Figure 5.

Membrane cholesterol depletion/modification specifically impairs TF-VIIa activation of PAR2. A, MDA231 cells cultured in glass-chambered slides were loaded with Fluo-4 and treated with mβCD (10 mmol/L for 1 hour) or filipin (5 μg/mL for 15 minutes). After mounting the slide on a microscope stage, live fluorescence images were obtained for 30 seconds, and then control vehicle or PAR2 agonist peptide (SLIGKV, 25 μmol/L) was added to the cells, and the imaging was continued for 3 minutes. Increase in intracellular Ca²⁺ levels were shown as increase in fluorescence at 530 nm emission wavelength.

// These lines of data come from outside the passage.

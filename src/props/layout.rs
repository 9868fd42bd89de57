//! Typed primitives -> taffy layout style.
//!
//! Maps [`Spacing`], [`Alignment`] and flex shorthands onto a
//! [`taffy::Style`] so hosts that lay out with taffy can use a rendered
//! element's style directly.

use serde_json::Value;
use taffy::prelude::*;

use super::parse::PropertyError;
use crate::geometry::{Alignment, Spacing};

/// Layout-relevant properties of one widget, already parsed.
#[derive(Debug, Clone, Default, PartialEq)]
pub struct LayoutInput {
    /// `None` leaves taffy's default (row).
    pub direction: Option<FlexDirection>,
    pub padding: Spacing,
    pub margin: Spacing,
    pub gap: f32,
    pub width: Option<f32>,
    pub height: Option<f32>,
    pub flex: Option<f32>,
    pub main_axis: Option<JustifyContent>,
    pub cross_axis: Option<AlignItems>,
    /// Where a single child sits; overridden per axis by `main_axis`/`cross_axis`.
    pub alignment: Option<Alignment>,
}

/// Convert [`Spacing`] into a taffy padding rect.
pub fn spacing_to_padding(spacing: Spacing) -> taffy::geometry::Rect<LengthPercentage> {
    taffy::geometry::Rect {
        top: LengthPercentage::from_length(spacing.top),
        right: LengthPercentage::from_length(spacing.right),
        bottom: LengthPercentage::from_length(spacing.bottom),
        left: LengthPercentage::from_length(spacing.left),
    }
}

/// Convert [`Spacing`] into a taffy margin rect.
pub fn spacing_to_margin(spacing: Spacing) -> taffy::geometry::Rect<LengthPercentageAuto> {
    taffy::geometry::Rect {
        top: LengthPercentageAuto::from_length(spacing.top),
        right: LengthPercentageAuto::from_length(spacing.right),
        bottom: LengthPercentageAuto::from_length(spacing.bottom),
        left: LengthPercentageAuto::from_length(spacing.left),
    }
}

fn ident(value: &Value, property: &str) -> Result<String, PropertyError> {
    value
        .as_str()
        .map(|s| {
            s.chars()
                .filter(|c| !matches!(c, '_' | '-' | ' '))
                .flat_map(char::to_lowercase)
                .collect()
        })
        .ok_or_else(|| PropertyError::InvalidValue {
            property: property.into(),
            message: format!("expected a string, got {value}"),
        })
}

/// Parse `mainAxisAlignment`: `start`, `end`, `center`, `spaceBetween`,
/// `spaceAround`, `spaceEvenly`, `stretch`.
pub fn try_parse_main_axis(value: &Value) -> Result<JustifyContent, PropertyError> {
    let justify = match ident(value, "mainAxisAlignment")?.as_str() {
        "start" | "flexstart" => JustifyContent::FlexStart,
        "end" | "flexend" => JustifyContent::FlexEnd,
        "center" => JustifyContent::Center,
        "spacebetween" => JustifyContent::SpaceBetween,
        "spacearound" => JustifyContent::SpaceAround,
        "spaceevenly" => JustifyContent::SpaceEvenly,
        "stretch" => JustifyContent::Stretch,
        other => {
            return Err(PropertyError::InvalidValue {
                property: "mainAxisAlignment".into(),
                message: format!("unknown value `{other}`"),
            })
        }
    };
    Ok(justify)
}

/// Parse `crossAxisAlignment`: `start`, `end`, `center`, `stretch`, `baseline`.
pub fn try_parse_cross_axis(value: &Value) -> Result<AlignItems, PropertyError> {
    let align = match ident(value, "crossAxisAlignment")?.as_str() {
        "start" | "flexstart" => AlignItems::FlexStart,
        "end" | "flexend" => AlignItems::FlexEnd,
        "center" => AlignItems::Center,
        "stretch" => AlignItems::Stretch,
        "baseline" => AlignItems::Baseline,
        other => {
            return Err(PropertyError::InvalidValue {
                property: "crossAxisAlignment".into(),
                message: format!("unknown value `{other}`"),
            })
        }
    };
    Ok(align)
}

fn fraction_to_justify(f: f32) -> JustifyContent {
    if f < -0.33 {
        JustifyContent::FlexStart
    } else if f > 0.33 {
        JustifyContent::FlexEnd
    } else {
        JustifyContent::Center
    }
}

fn fraction_to_align(f: f32) -> AlignItems {
    if f < -0.33 {
        AlignItems::FlexStart
    } else if f > 0.33 {
        AlignItems::FlexEnd
    } else {
        AlignItems::Center
    }
}

/// Build a flex [`taffy::Style`] from parsed layout properties.
///
/// Mapping summary:
/// - `direction` -> `flex_direction`
/// - `padding`/`margin` -> rects in length units
/// - `gap` -> both row and column gap
/// - `width`/`height` -> `size`, `flex` -> `flex_grow`
/// - `alignment` -> justify/align along the style's axes (x is the main axis
///   for rows, y for columns); explicit `main_axis`/`cross_axis` win
pub fn build_style(input: &LayoutInput) -> taffy::Style {
    let mut style = taffy::Style::default();
    style.display = Display::Flex;
    if let Some(direction) = input.direction {
        style.flex_direction = direction;
    }

    style.padding = spacing_to_padding(input.padding);
    style.margin = spacing_to_margin(input.margin);

    if input.gap > 0.0 {
        style.gap = taffy::geometry::Size {
            width: LengthPercentage::from_length(input.gap),
            height: LengthPercentage::from_length(input.gap),
        };
    }

    if let Some(w) = input.width {
        style.size.width = Dimension::from_length(w);
    }
    if let Some(h) = input.height {
        style.size.height = Dimension::from_length(h);
    }
    if let Some(flex) = input.flex {
        style.flex_grow = flex;
    }

    if let Some(alignment) = input.alignment {
        let (main, cross) = match style.flex_direction {
            FlexDirection::Column | FlexDirection::ColumnReverse => (alignment.y, alignment.x),
            FlexDirection::Row | FlexDirection::RowReverse => (alignment.x, alignment.y),
        };
        style.justify_content = Some(fraction_to_justify(main));
        style.align_items = Some(fraction_to_align(cross));
    }
    if let Some(main) = input.main_axis {
        style.justify_content = Some(main);
    }
    if let Some(cross) = input.cross_axis {
        style.align_items = Some(cross);
    }

    style
}

#[cfg(test)]
mod tests {
    use super::*;
    use serde_json::json;

    #[test]
    fn padding_rect_matches_sides() {
        let rect = spacing_to_padding(Spacing::new(20.0, 10.0, 20.0, 10.0));
        assert_eq!(rect.left, LengthPercentage::from_length(20.0));
        assert_eq!(rect.top, LengthPercentage::from_length(10.0));
        assert_eq!(rect.right, LengthPercentage::from_length(20.0));
        assert_eq!(rect.bottom, LengthPercentage::from_length(10.0));
    }

    #[test]
    fn margin_rect_matches_sides() {
        let rect = spacing_to_margin(Spacing::all(3.0));
        assert_eq!(rect.left, LengthPercentageAuto::from_length(3.0));
        assert_eq!(rect.bottom, LengthPercentageAuto::from_length(3.0));
    }

    #[test]
    fn main_axis_values() {
        assert_eq!(
            try_parse_main_axis(&json!("spaceBetween")).unwrap(),
            JustifyContent::SpaceBetween
        );
        assert_eq!(
            try_parse_main_axis(&json!("space_evenly")).unwrap(),
            JustifyContent::SpaceEvenly
        );
        assert!(try_parse_main_axis(&json!("sideways")).is_err());
        assert!(try_parse_main_axis(&json!(1)).is_err());
    }

    #[test]
    fn cross_axis_values() {
        assert_eq!(try_parse_cross_axis(&json!("stretch")).unwrap(), AlignItems::Stretch);
        assert_eq!(try_parse_cross_axis(&json!("END")).unwrap(), AlignItems::FlexEnd);
        assert!(try_parse_cross_axis(&json!("middle")).is_err());
    }

    #[test]
    fn column_style_from_input() {
        let style = build_style(&LayoutInput {
            direction: Some(FlexDirection::Column),
            padding: Spacing::all(4.0),
            gap: 2.0,
            width: Some(100.0),
            ..LayoutInput::default()
        });
        assert_eq!(style.display, Display::Flex);
        assert_eq!(style.flex_direction, FlexDirection::Column);
        assert_eq!(style.padding.top, LengthPercentage::from_length(4.0));
        assert_eq!(style.gap.width, LengthPercentage::from_length(2.0));
        assert_eq!(style.size.width, Dimension::from_length(100.0));
        assert_eq!(style.justify_content, None);
    }

    #[test]
    fn alignment_follows_axis() {
        let row = build_style(&LayoutInput {
            direction: Some(FlexDirection::Row),
            alignment: Some(Alignment::TOP_RIGHT),
            ..LayoutInput::default()
        });
        assert_eq!(row.justify_content, Some(JustifyContent::FlexEnd));
        assert_eq!(row.align_items, Some(AlignItems::FlexStart));

        let column = build_style(&LayoutInput {
            direction: Some(FlexDirection::Column),
            alignment: Some(Alignment::TOP_RIGHT),
            ..LayoutInput::default()
        });
        assert_eq!(column.justify_content, Some(JustifyContent::FlexStart));
        assert_eq!(column.align_items, Some(AlignItems::FlexEnd));
    }

    #[test]
    fn explicit_axes_override_alignment() {
        let style = build_style(&LayoutInput {
            direction: Some(FlexDirection::Row),
            alignment: Some(Alignment::CENTER),
            main_axis: Some(JustifyContent::SpaceAround),
            ..LayoutInput::default()
        });
        assert_eq!(style.justify_content, Some(JustifyContent::SpaceAround));
        assert_eq!(style.align_items, Some(AlignItems::Center));
    }
}
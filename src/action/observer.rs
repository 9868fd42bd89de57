//! Chain instrumentation: step transitions and the per-chain report.

use std::collections::BTreeMap;
use std::fmt;

use serde_json::Value;

use super::descriptor::{ActionError, ActionKind};

/// Lifecycle of one chain step: `Pending -> Executing -> {Succeeded, Failed}`.
#[derive(Debug, Clone, Copy, PartialEq, Eq, Hash)]
pub enum Phase {
    Pending,
    Executing,
    Succeeded,
    Failed,
}

impl Phase {
    pub fn is_terminal(self) -> bool {
        matches!(self, Phase::Succeeded | Phase::Failed)
    }
}

/// Engine-wide unique id of one executed step.
#[derive(Debug, Clone, Copy, PartialEq, Eq, Hash, PartialOrd, Ord)]
pub struct StepId(pub u64);

impl fmt::Display for StepId {
    fn fmt(&self, f: &mut fmt::Formatter<'_>) -> fmt::Result {
        write!(f, "step#{}", self.0)
    }
}

/// Sees every step transition of every chain an engine runs.
pub trait ActionObserver: Send + Sync {
    fn on_transition(&self, step: StepId, kind: ActionKind, phase: Phase);
}

/// Why a step failed.
#[derive(Debug, Clone, PartialEq)]
pub enum FailureReason {
    /// The auth or network collaborator reported an error (or a failing status).
    Effect(String),
    /// Form pre-flight validation failed; field id -> message.
    Validation(BTreeMap<String, String>),
}

#[derive(Debug, Clone, PartialEq)]
pub enum StepOutcome {
    Succeeded,
    Failed(FailureReason),
}

impl StepOutcome {
    pub fn is_success(&self) -> bool {
        matches!(self, StepOutcome::Succeeded)
    }
}

/// One executed step.
#[derive(Debug, Clone, PartialEq)]
pub struct StepRecord {
    pub id: StepId,
    pub kind: ActionKind,
    pub outcome: StepOutcome,
    /// Result payload written to the scratch key, if the step produces one.
    pub payload: Option<Value>,
}

/// How a chain ended.
#[derive(Debug, Clone, PartialEq)]
pub enum Termination {
    /// The last step ran and had nothing (or nothing applicable) to continue with.
    Completed,
    /// The last step failed and no error branch was given.
    FailedUnhandled,
    /// The screen unmounted before the next step could start.
    Unmounted,
    /// The descriptor was rejected before any step ran.
    Rejected(ActionError),
}

/// Everything that happened in one chain, in execution order.
#[derive(Debug, Clone, PartialEq)]
pub struct ChainReport {
    pub steps: Vec<StepRecord>,
    pub termination: Termination,
}

impl ChainReport {
    pub(crate) fn new() -> Self {
        Self {
            steps: Vec::new(),
            termination: Termination::Completed,
        }
    }

    pub(crate) fn rejected(error: ActionError) -> Self {
        Self {
            steps: Vec::new(),
            termination: Termination::Rejected(error),
        }
    }

    /// Kinds of the executed steps, in order.
    pub fn kinds(&self) -> Vec<ActionKind> {
        self.steps.iter().map(|s| s.kind).collect()
    }

    pub fn len(&self) -> usize {
        self.steps.len()
    }

    pub fn is_empty(&self) -> bool {
        self.steps.is_empty()
    }

    /// The chain ran to its end (success or a handled failure).
    pub fn is_completed(&self) -> bool {
        self.termination == Termination::Completed
    }

    pub fn last(&self) -> Option<&StepRecord> {
        self.steps.last()
    }
}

B, COS-7 cells transiently transfected with TF plus AP-PAR2 expression vectors were treated with a control vehicle, mβCD (10 mmol/L for 1 hour), or filipin (5 μg/mL for 15 minutes), and thereafter exposed to VIIa or trypsin (10 nM) for 1 hour, then soluble AP activity in the conditioned medium was measured. Results are expressed as AP activity in cells treated with VIIa or trypsin minus that in cells not treated with proteases, but subjected to mβCD and filipin treatments (n=3 ±SEM). *Significantly (P<0.05) differs from the control cells exposed to the same protease.